Add alcohol and the fuse was lit. Once the trigger occurred, I was on a path I couldn’t stop or control, that was no longer me acting out, I was no longer a thinking, loving, reasonable human. I was an animal, controlled by the most primitive parts of my brain, the parts who saw everything as a threat to survival, the part that was falling back on years of previous experience, except I had no previous experience, I had never been here, it had never been this bad and so I just reacted.
And it scares me. Scares me so much that quitting drinking has been easy, all I have to do is think about the sorrow in my gut and any thought of ever picking up alcohol again is immediately gone.

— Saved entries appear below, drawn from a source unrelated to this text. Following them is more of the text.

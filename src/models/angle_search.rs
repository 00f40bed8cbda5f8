//! # Angle Search モジュール
//!
//! 仰角範囲テーブルの各区間を一定刻みで走査し、目標に最も近く着弾する仰角を探します。
//!
//! - 区間は順に、互いに独立して評価されます（区間ごとに最大1解）
//! - 許容誤差内に入った角度のうち誤差最小のものを採用します
//! - 飛翔モデルが許す場合、誤差が許容誤差の `early_exit_ratio` 未満になった時点で
//!   その区間の探索を打ち切ります
//! - tick上限を超えた角度が出た時点で探索全体を中止します

use tracing::debug;

use crate::models::cannon::PitchRange;
use crate::models::flight::{AimPoint, AngleEvaluation};
use crate::models::physics::PhysicsParams;
use crate::models::report::{AngleSolution, FailureReason};
use crate::models::traits::IFlightModel;

/// 全区間の解を探す
///
/// 1つも解がなければ `FailureReason::OutOfRange`、tick上限を超えた場合は
/// `FailureReason::TooManyCalculations` を返す。
pub fn find_angles<M: IFlightModel + ?Sized>(
    model: &M,
    physics: &PhysicsParams,
    v0: f64,
    aim: &AimPoint,
    pitch_ranges: &[PitchRange],
) -> Result<Vec<AngleSolution>, FailureReason> {
    let mut solutions = Vec::new();

    for range in pitch_ranges {
        if let Some(solution) = search_range(model, physics, v0, aim, range)? {
            solutions.push(solution);
        }
    }

    if solutions.is_empty() {
        debug!("解なし: 距離 {:.2}m, 高さ {:.2}m", aim.distance, aim.height);
        return Err(FailureReason::OutOfRange);
    }
    Ok(solutions)
}

/// 1区間を走査して最良の角度を返す
fn search_range<M: IFlightModel + ?Sized>(
    model: &M,
    physics: &PhysicsParams,
    v0: f64,
    aim: &AimPoint,
    range: &PitchRange,
) -> Result<Option<AngleSolution>, FailureReason> {
    let good_enough = physics.tolerance(v0) * physics.early_exit_ratio;
    let mut best: Option<(f64, AngleSolution)> = None;

    for angle_deg in range.sweep(physics.angle_step_deg) {
        match model.evaluate(v0, angle_deg, aim) {
            AngleEvaluation::Exhausted => {
                debug!(
                    "{}: 計算量上限に到達 (区間 [{}, {}), 角度 {:.2}°)",
                    model.name(),
                    range.min_deg,
                    range.max_deg,
                    angle_deg
                );
                return Err(FailureReason::TooManyCalculations);
            }
            AngleEvaluation::Hit {
                error,
                time_in_air_ticks,
            } => {
                if best.as_ref().is_none_or(|(best_error, _)| error < *best_error) {
                    best = Some((
                        error,
                        AngleSolution {
                            angle_deg,
                            time_in_air_ticks,
                        },
                    ));
                    if model.allows_early_exit() && error < good_enough {
                        break;
                    }
                }
            }
            AngleEvaluation::NoLanding | AngleEvaluation::Miss => {}
        }
    }

    if let Some((error, solution)) = &best {
        debug!(
            "{}: 区間 [{}, {}) → {:.2}° (誤差 {:.3}m, {:.1}tick)",
            model.name(),
            range.min_deg,
            range.max_deg,
            solution.angle_deg,
            error,
            solution.time_in_air_ticks
        );
    }
    Ok(best.map(|(_, solution)| solution))
}

#[cfg(test)]
mod tests {
    use super::*;
    use crate::models::cannon::CannonType;
    use crate::models::flight::{ClosedFormModel, TickSimulationModel};
    use crate::models::trajectory::Trajectory;

    const V0: f64 = 160.0;

    fn aim(distance: f64, height: f64) -> AimPoint {
        AimPoint::new(distance, height, 3.0, 0.0)
    }

    /// 解の角度で弾道を再計算し、許容誤差内を通過するか
    fn passes_target(v0: f64, solution: &AngleSolution, aim: &AimPoint, physics: &PhysicsParams) -> bool {
        let tolerance = physics.tolerance(v0);
        let (target_x, target_y) = aim.from_muzzle(solution.angle_deg);
        Trajectory::new(v0, solution.angle_deg, physics)
            .take(physics.max_ticks_per_angle as usize)
            .any(|s| (s.x - target_x).abs() < tolerance && (s.y - target_y).abs() < tolerance)
    }

    #[test]
    fn test_closed_form_finds_low_and_high_arc() {
        let physics = PhysicsParams::default();
        let model = ClosedFormModel::new(physics);
        let ranges = CannonType::Normal.pitch_ranges();
        let solutions = find_angles(&model, &physics, V0, &aim(400.0, 0.0), &ranges).unwrap();

        assert_eq!(solutions.len(), 2);
        assert!(ranges[0].contains(solutions[0].angle_deg));
        assert!(ranges[1].contains(solutions[1].angle_deg));
        assert!(solutions[0].time_in_air_ticks < solutions[1].time_in_air_ticks);
    }

    #[test]
    fn test_tick_simulation_solutions_stay_in_range() {
        let physics = PhysicsParams::default();
        let model = TickSimulationModel::new(physics);
        let ranges = CannonType::Normal.pitch_ranges();
        let target = aim(400.0, 0.0);
        let solutions = find_angles(&model, &physics, V0, &target, &ranges).unwrap();

        assert_eq!(solutions.len(), 2);
        for solution in &solutions {
            assert!(ranges.iter().any(|r| r.contains(solution.angle_deg)));
            assert!(passes_target(V0, solution, &target, &physics));
        }
    }

    #[test]
    fn test_closed_form_solution_lands_near_target() {
        let physics = PhysicsParams::default();
        let model = ClosedFormModel::new(physics);
        let target = aim(250.0, 10.0);
        let solutions =
            find_angles(&model, &physics, V0, &target, &CannonType::Normal.pitch_ranges()).unwrap();

        for solution in &solutions {
            assert!(passes_target(V0, solution, &target, &physics));
        }
    }

    #[test]
    fn test_out_of_range_target() {
        let physics = PhysicsParams::default();
        let ranges = CannonType::Normal.pitch_ranges();
        let target = aim(5_000.0, 0.0);

        let closed = ClosedFormModel::new(physics);
        assert_eq!(
            find_angles(&closed, &physics, V0, &target, &ranges),
            Err(FailureReason::OutOfRange)
        );
        let tick = TickSimulationModel::new(physics);
        assert_eq!(
            find_angles(&tick, &physics, V0, &target, &ranges),
            Err(FailureReason::OutOfRange)
        );
    }

    #[test]
    fn test_runaway_simulation_aborts_search() {
        let physics = PhysicsParams::default();
        let model = TickSimulationModel::new(physics);
        let target = aim(1_000_000.0, -100_000.0);
        assert_eq!(
            find_angles(&model, &physics, V0, &target, &CannonType::Normal.pitch_ranges()),
            Err(FailureReason::TooManyCalculations)
        );
    }

    #[test]
    fn test_empty_range_yields_nothing() {
        let physics = PhysicsParams::default();
        let model = ClosedFormModel::new(physics);
        let ranges = [PitchRange::new(10.0, 10.0)];
        assert_eq!(
            find_angles(&model, &physics, V0, &aim(50.0, 0.0), &ranges),
            Err(FailureReason::OutOfRange)
        );
    }
}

As I’ve said before, being and staying sober is the easy part of this and I am starting to enjoy having clear thoughts and vision again. The struggle of sobriety is emotion. For the first time in my memory, I am feeling and experiencing emotions I have kept bottled up and suppressed. It’s good and bad. The highs (memories of good times with my partner, some walks in the woods with the pup) are better than ever, and the lows are as awful as anything I have ever felt.
I realize the blackout is a double whammy, both the alcohol and trauma have made sure my brain never wrote these experiences into my hard drive. No amount of therapy will change that. It scares me too. To think about how much worse this could’ve gotten makes me physically ill. It is the second motivator. I know how I have been trained, I know what I’m capable of and I know that I cannot ever allow myself to get to this place again.
EMDR and some other memory reprogramming has been helping. Having professional help to both understand and change the trauma response has been an absolute life changer. I stopped carrying knives and guns everywhere I went, I sat in a restaurant with my back to the door, at ease and calm for the first time in years. I can speak openly about previous trauma without shaking and sweating. I will continue this path on some level for as long as I need, maybe forever if that’s what is required. I won’t tell anyone what to do, but if you have suffered a traumatic event or events in your life, I cannot recommend this path enough. I am exploring some other, less traditional modalities as well and will speak about them when and if I have some first person knowledge.
HEALING
I’m no expert. But I’ve learned a lot. I’m healing everyday and I know I have miles to go. I also know that open, honest and safe communication are an incredibly powerful tool. There are at least two sides, two experiences in every human interaction, and even though one side or one reaction may be severe or unwarranted, often both sides contributed to the event. I hope to have those conversations one day, because I believe they would help all sides heal.
Check on your friends, don’t offer them advice or hollow encouragement. Just let them have a place to share their pain without judgement or interjecting yourself or your experiences. Let them hurt. Let them process. And don’t be afraid to just give them a hug.